Given this complexity, our phenomenological, narrative data convey a known challenge in post-oncology patient education. We asked participants to describe their receipt and knowledge of information related to CVD risk, particularly risks related to their oncology treatments. The semi-structured interview format, along with active probing by our interviewers, helped reveal differences between participants’ first responses (often “yes” to knowing their oncology-related CVD risks) and later, more elaborated narratives suggesting less complete knowledge. In the end, only 12 of 26 (46%) individuals clearly described their CVD risks in any detail and knew whether they were related to their oncology treatment. And patterns across narratives revealed high participant trust in their doctors, and a relative lack of oncology-related CVD risk knowledge among those who were not under active supervision of a doctor.

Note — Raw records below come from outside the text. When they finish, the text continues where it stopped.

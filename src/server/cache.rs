//! In-memory cache for the taxonomy catalog.
//!
//! The catalog only changes on import, so listings are kept for a TTL and
//! dropped on demand through [`CatalogCache::invalidate`].

use std::collections::HashMap;
use std::sync::RwLock;
use std::time::{Duration, Instant};

use crate::models::LeafNode;

/// Default TTL for cached listings (5 minutes).
pub const DEFAULT_TTL: Duration = Duration::from_secs(300);

/// Most depth listings held at once.
pub const MAX_LISTINGS: usize = 32;

/// A cached value with expiration time.
struct CacheEntry<T> {
    value: T,
    expires_at: Instant,
}

impl<T: Clone> CacheEntry<T> {
    fn new(value: T, ttl: Duration) -> Self {
        Self {
            value,
            expires_at: Instant::now() + ttl,
        }
    }

    fn is_expired(&self) -> bool {
        Instant::now() >= self.expires_at
    }

    fn get(&self) -> Option<T> {
        if self.is_expired() {
            None
        } else {
            Some(self.value.clone())
        }
    }
}

/// Cache for leaf node listings and the maximum depth.
pub struct CatalogCache {
    /// Listings keyed by depth filter (`None` = all depths)
    listings: RwLock<HashMap<Option<i32>, CacheEntry<Vec<LeafNode>>>>,
    max_depth: RwLock<Option<CacheEntry<i32>>>,
    ttl: Duration,
}

impl CatalogCache {
    pub fn new() -> Self {
        Self::with_ttl(DEFAULT_TTL)
    }

    pub fn with_ttl(ttl: Duration) -> Self {
        Self {
            listings: RwLock::new(HashMap::new()),
            max_depth: RwLock::new(None),
            ttl,
        }
    }

    /// Get a cached listing, or None if expired/missing.
    pub fn get_leaf_nodes(&self, depth: Option<i32>) -> Option<Vec<LeafNode>> {
        self.listings
            .read()
            .ok()
            .and_then(|guard| guard.get(&depth).and_then(|e| e.get()))
    }

    pub fn set_leaf_nodes(&self, depth: Option<i32>, nodes: Vec<LeafNode>) {
        if let Ok(mut guard) = self.listings.write() {
            if !guard.contains_key(&depth) && guard.len() >= MAX_LISTINGS {
                guard.retain(|_, entry| !entry.is_expired());
                if guard.len() >= MAX_LISTINGS {
                    let oldest = guard
                        .iter()
                        .min_by_key(|(_, entry)| entry.expires_at)
                        .map(|(key, _)| *key);
                    if let Some(key) = oldest {
                        guard.remove(&key);
                    }
                }
            }
            guard.insert(depth, CacheEntry::new(nodes, self.ttl));
        }
    }

    pub fn get_max_depth(&self) -> Option<i32> {
        self.max_depth
            .read()
            .ok()
            .and_then(|guard| guard.as_ref().and_then(|e| e.get()))
    }

    pub fn set_max_depth(&self, depth: i32) {
        if let Ok(mut guard) = self.max_depth.write() {
            *guard = Some(CacheEntry::new(depth, self.ttl));
        }
    }

    /// Drop everything (call after the catalog changes).
    pub fn invalidate(&self) {
        if let Ok(mut guard) = self.listings.write() {
            guard.clear();
        }
        if let Ok(mut guard) = self.max_depth.write() {
            *guard = None;
        }
    }
}

impl Default for CatalogCache {
    fn default() -> Self {
        Self::new()
    }
}
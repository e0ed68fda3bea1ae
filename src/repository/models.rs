//! Diesel ORM models for database tables.

use diesel::prelude::*;

use super::parse_datetime_opt;
use crate::models::{AiResult, Entry, LeafNode, Provider};
use crate::schema;

/// Leaf node record from the database.
#[derive(Queryable, Selectable, Debug, Clone)]
#[diesel(table_name = schema::leaf_nodes)]
#[diesel(check_for_backend(diesel::sqlite::Sqlite))]
pub struct LeafNodeRecord {
    pub name: String,
    pub depth: i32,
    pub percentage: f64,
}

/// New leaf node for insertion.
#[derive(Insertable, Debug)]
#[diesel(table_name = schema::leaf_nodes)]
pub struct NewLeafNode<'a> {
    pub name: &'a str,
    pub depth: i32,
    pub percentage: f64,
}

/// Entry record from the database.
#[derive(Queryable, Selectable, Debug, Clone)]
#[diesel(table_name = schema::entries)]
#[diesel(check_for_backend(diesel::sqlite::Sqlite))]
pub struct EntryRecord {
    pub id: i32,
    pub labels: String,
    pub summary: String,
    pub body: String,
    pub annotation_provider: Option<String>,
    pub annotation_text: Option<String>,
    pub annotated_at: Option<String>,
    /// Lowercased `labels`, used for case-insensitive matching.
    pub labels_folded: String,
}

/// New entry for insertion.
#[derive(Insertable, Debug)]
#[diesel(table_name = schema::entries)]
pub struct NewEntry<'a> {
    pub labels: &'a str,
    pub summary: &'a str,
    pub body: &'a str,
    pub labels_folded: &'a str,
}

impl From<LeafNodeRecord> for LeafNode {
    fn from(record: LeafNodeRecord) -> Self {
        LeafNode {
            name: record.name,
            depth: record.depth,
            percentage: record.percentage,
        }
    }
}

impl From<EntryRecord> for Entry {
    fn from(record: EntryRecord) -> Self {
        let annotation = match (record.annotation_provider, record.annotation_text) {
            (Some(provider), Some(raw_text)) => {
                Provider::from_code(&provider).map(|provider| AiResult {
                    provider,
                    raw_text,
                    annotated_at: parse_datetime_opt(record.annotated_at),
                })
            }
            _ => None,
        };

        Entry {
            id: record.id,
            leaf_nodes: Entry::split_labels(&record.labels),
            summary: record.summary,
            body: record.body,
            annotation,
        }
    }
}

CVD as (Non-)Factor in Oncology Decision-Making
The second major theme addresses whether CVD risks factored into participants’ oncology decisions. We did not ask explicitly why participants underwent certain treatments. Instead, we captured participant views about the relative importance of CVD risks in their oncology treatment decisions. Most participants (n=20) said that CVD knowledge or lack of it would not have changed their decision to undergo cancer treatment. They described having had “no choice” due to the urgency of the situation or their primary concern being to survive the cancer, and that all other concerns being secondary or “irrelevant”.
INT02: But literally like this is like life or death and I wanted it out of my body. My doctors were like, we need a I need the data so I can make an informed decision and we need to act like immediately because again, we didn’t know if this lump had appeared like two months ago or was it six months ago.
INT04: They didn’t give me a chance to even think about an option.
INT08: I was like between a brick and a hard place. I didn’t want to cancel the spread. My only option -- I didn’t have another option.
INT10: All I was concerned [about was] I’ll get the cancer out.
INT15: I just wanted a treatment for the prostate cancer. As of that point in time, I didn’t put into consideration of my heart.
This urgency in many oncology cases may have been a substantial but reasonable barrier to better patient understanding of oncology-related CVD risks. But whether education was provided later, after oncology treatment, we take up in the next section.
Thus, only a few participants said that oncology-related CVD risks might have been a factor on their oncology treatment decisions. Their narratives suggest that greater attention to patient education may have made a difference to them, as to this man:
INT09: I’m not sure if it would have made a difference in my choice to take the prostate gland out. The only option we had was with radiation seed implants, watching/wait, or some of the freezing thing. Unless they said having prostatectomy would leave you with a damaged heart or something, then I would obviously considered that. But there was never a part of the discussion. …I’ve learned the hard way that side effects are certainly important to ask about.
One woman with breast cancer pointed out a lack of communication between her different doctors. She felt that the overlaps between the different specialties was not discussed with her:
INT14: I had the option of a lumpectomy, or mastectomy, which is either take it, just take the cancer out or take everything. …Everything else wasn’t really optional. … But sometimes I feel like they don’t really communicate with each other… Like my surgeon only talked about surgery. My oncologist doctor only talked about like the oncology part, the cancer part of it. My radiation doctor only talked about the effects of the radiation. Like, they never really crossed. When they spoke to me about things, they just stuck with their part of the treatment. …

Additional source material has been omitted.